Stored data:
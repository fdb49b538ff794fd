//! hmem - Hybrid Agent Memory CLI
//!
//! Thin operator tool over hmem-core: one process-wide registry, one agent
//! per invocation.

use std::sync::Arc;

use anyhow::{Context, Result};
use clap::Parser;
use hmem_core::{MemoryBackends, MemoryConfig, Registry, Settings};
use tracing_subscriber::{EnvFilter, fmt, prelude::*};

mod cli;
mod commands;

use cli::{Cli, Commands};

#[tokio::main]
async fn main() -> Result<()> {
    // Initialize tracing
    tracing_subscriber::registry()
        .with(fmt::layer().with_writer(std::io::stderr))
        .with(
            EnvFilter::from_default_env()
                .add_directive("hmem=info".parse()?)
                .add_directive("hmem_core=warn".parse()?),
        )
        .init();

    let cli = Cli::parse();

    // Load configuration
    let settings = Settings::load(cli.config.as_deref()).context("Failed to load settings")?;

    if let Commands::Config = cli.command {
        return commands::config::show(&settings, cli.json);
    }

    let registry = Arc::new(Registry::new(
        MemoryBackends::from_settings(settings.clone()).context("Failed to open memory backends")?,
    ));
    let memory = registry
        .get_or_create(&cli.agent, MemoryConfig::default())
        .await
        .with_context(|| format!("Failed to open memory for agent {}", cli.agent))?;

    let out = commands::Output { json: cli.json };

    // Execute command
    let result = match cli.command {
        Commands::Add {
            content,
            tier,
            context_type,
            meta,
        } => commands::memory::add(&memory, &content, &tier, &context_type, &meta, out).await,
        Commands::Get { id, tier } => commands::memory::get(&memory, &id, &tier, out).await,
        Commands::Search {
            query,
            tier,
            context_type,
            meta,
            threshold,
            limit,
        } => {
            let filters = commands::memory::SearchArgs {
                query,
                tier,
                context_type,
                meta,
                threshold,
                limit,
            };
            commands::memory::search(&memory, filters, out).await
        }
        Commands::Delete { id, tier } => commands::memory::delete(&memory, &id, &tier, out).await,
        Commands::Clear { tier } => commands::memory::clear(&memory, &tier, out).await,
        Commands::Recent { context, limit } => commands::memory::recent(&memory, &context, limit, out).await,
        Commands::Consolidate { older_than, keep } => {
            commands::lifecycle::consolidate(&memory, &settings, older_than, keep, out).await
        }
        Commands::Forget { older_than } => commands::lifecycle::forget(&memory, &settings, older_than, out).await,
        Commands::Maintain { watch } => commands::lifecycle::maintain(&registry, &settings, watch, out).await,
        Commands::Config => Ok(()),
    };

    // Close the registry even when the command failed
    let closed = registry.close_all().await.context("Failed to close memory backends");
    result.and(closed)
}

- **Problem details**
Which lines of the data include "closed"? Copy each of them.

- **Response for this exercise**
    let closed = registry.close_all().await.context("Failed to close memory backends");
    result.and(closed)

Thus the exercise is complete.